EXERCISE MATERIALS Block Start

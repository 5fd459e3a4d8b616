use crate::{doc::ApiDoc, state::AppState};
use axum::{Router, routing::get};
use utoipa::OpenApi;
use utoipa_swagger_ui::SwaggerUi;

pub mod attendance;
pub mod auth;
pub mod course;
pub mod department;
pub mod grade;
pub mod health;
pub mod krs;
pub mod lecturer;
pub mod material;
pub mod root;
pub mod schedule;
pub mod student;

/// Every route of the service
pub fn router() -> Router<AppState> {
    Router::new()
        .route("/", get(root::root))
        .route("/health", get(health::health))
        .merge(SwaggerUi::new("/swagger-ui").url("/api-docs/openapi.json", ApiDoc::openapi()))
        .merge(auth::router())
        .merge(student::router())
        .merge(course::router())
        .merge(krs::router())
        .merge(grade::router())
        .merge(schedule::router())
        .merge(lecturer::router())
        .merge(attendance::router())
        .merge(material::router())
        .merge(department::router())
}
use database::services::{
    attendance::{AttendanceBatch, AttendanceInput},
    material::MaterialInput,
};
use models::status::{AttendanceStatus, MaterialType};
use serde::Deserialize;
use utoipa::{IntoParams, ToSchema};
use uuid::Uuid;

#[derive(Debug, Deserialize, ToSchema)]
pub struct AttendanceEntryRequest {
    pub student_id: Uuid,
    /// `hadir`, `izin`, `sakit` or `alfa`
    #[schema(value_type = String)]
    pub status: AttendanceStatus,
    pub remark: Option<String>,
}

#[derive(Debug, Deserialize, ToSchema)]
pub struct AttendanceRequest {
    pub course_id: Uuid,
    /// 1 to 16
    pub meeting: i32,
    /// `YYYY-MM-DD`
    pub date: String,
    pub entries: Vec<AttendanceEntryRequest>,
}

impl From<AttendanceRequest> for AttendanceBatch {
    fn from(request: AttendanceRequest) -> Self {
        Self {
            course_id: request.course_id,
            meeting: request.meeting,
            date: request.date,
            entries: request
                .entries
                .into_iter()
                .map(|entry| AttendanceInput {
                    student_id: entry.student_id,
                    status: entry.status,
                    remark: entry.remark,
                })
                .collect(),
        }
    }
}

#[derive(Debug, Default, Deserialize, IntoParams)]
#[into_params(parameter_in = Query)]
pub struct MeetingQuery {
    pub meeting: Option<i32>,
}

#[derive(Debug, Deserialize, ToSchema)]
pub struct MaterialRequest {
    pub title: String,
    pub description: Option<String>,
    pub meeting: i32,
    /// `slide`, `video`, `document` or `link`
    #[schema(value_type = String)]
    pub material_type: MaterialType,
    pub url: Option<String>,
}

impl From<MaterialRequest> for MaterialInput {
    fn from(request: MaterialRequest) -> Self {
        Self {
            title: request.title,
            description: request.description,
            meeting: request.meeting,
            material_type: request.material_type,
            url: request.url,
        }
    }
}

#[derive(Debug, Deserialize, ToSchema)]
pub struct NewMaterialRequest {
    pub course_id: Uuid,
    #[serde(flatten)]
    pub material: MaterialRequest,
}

EXERCISE MATERIALS Block End

:: YOUR GOAL ::
Return the records exactly, every line included.

:: EXERCISE RESULT ::
repository 5fd459e3a4d8b616
use crate::{doc::ApiDoc, state::AppState};
use axum::{Router, routing::get};
use utoipa::OpenApi;
use utoipa_swagger_ui::SwaggerUi;

pub mod attendance;
pub mod auth;
pub mod course;
pub mod department;
pub mod grade;
pub mod health;
pub mod krs;
pub mod lecturer;
pub mod material;
pub mod root;
pub mod schedule;
pub mod student;

/// Every route of the service
pub fn router() -> Router<AppState> {
    Router::new()
        .route("/", get(root::root))
        .route("/health", get(health::health))
        .merge(SwaggerUi::new("/swagger-ui").url("/api-docs/openapi.json", ApiDoc::openapi()))
        .merge(auth::router())
        .merge(student::router())
        .merge(course::router())
        .merge(krs::router())
        .merge(grade::router())
        .merge(schedule::router())
        .merge(lecturer::router())
        .merge(attendance::router())
        .merge(material::router())
        .merge(department::router())
}
use database::services::{
    attendance::{AttendanceBatch, AttendanceInput},
    material::MaterialInput,
};
use models::status::{AttendanceStatus, MaterialType};
use serde::Deserialize;
use utoipa::{IntoParams, ToSchema};
use uuid::Uuid;

#[derive(Debug, Deserialize, ToSchema)]
pub struct AttendanceEntryRequest {
    pub student_id: Uuid,
    /// `hadir`, `izin`, `sakit` or `alfa`
    #[schema(value_type = String)]
    pub status: AttendanceStatus,
    pub remark: Option<String>,
}

#[derive(Debug, Deserialize, ToSchema)]
pub struct AttendanceRequest {
    pub course_id: Uuid,
    /// 1 to 16
    pub meeting: i32,
    /// `YYYY-MM-DD`
    pub date: String,
    pub entries: Vec<AttendanceEntryRequest>,
}

impl From<AttendanceRequest> for AttendanceBatch {
    fn from(request: AttendanceRequest) -> Self {
        Self {
            course_id: request.course_id,
            meeting: request.meeting,
            date: request.date,
            entries: request
                .entries
                .into_iter()
                .map(|entry| AttendanceInput {
                    student_id: entry.student_id,
                    status: entry.status,
                    remark: entry.remark,
                })
                .collect(),
        }
    }
}

#[derive(Debug, Default, Deserialize, IntoParams)]
#[into_params(parameter_in = Query)]
pub struct MeetingQuery {
    pub meeting: Option<i32>,
}

#[derive(Debug, Deserialize, ToSchema)]
pub struct MaterialRequest {
    pub title: String,
    pub description: Option<String>,
    pub meeting: i32,
    /// `slide`, `video`, `document` or `link`
    #[schema(value_type = String)]
    pub material_type: MaterialType,
    pub url: Option<String>,
}

impl From<MaterialRequest> for MaterialInput {
    fn from(request: MaterialRequest) -> Self {
        Self {
            title: request.title,
            description: request.description,
            meeting: request.meeting,
            material_type: request.material_type,
            url: request.url,
        }
    }
}

#[derive(Debug, Deserialize, ToSchema)]
pub struct NewMaterialRequest {
    pub course_id: Uuid,
    #[serde(flatten)]
    pub material: MaterialRequest,
}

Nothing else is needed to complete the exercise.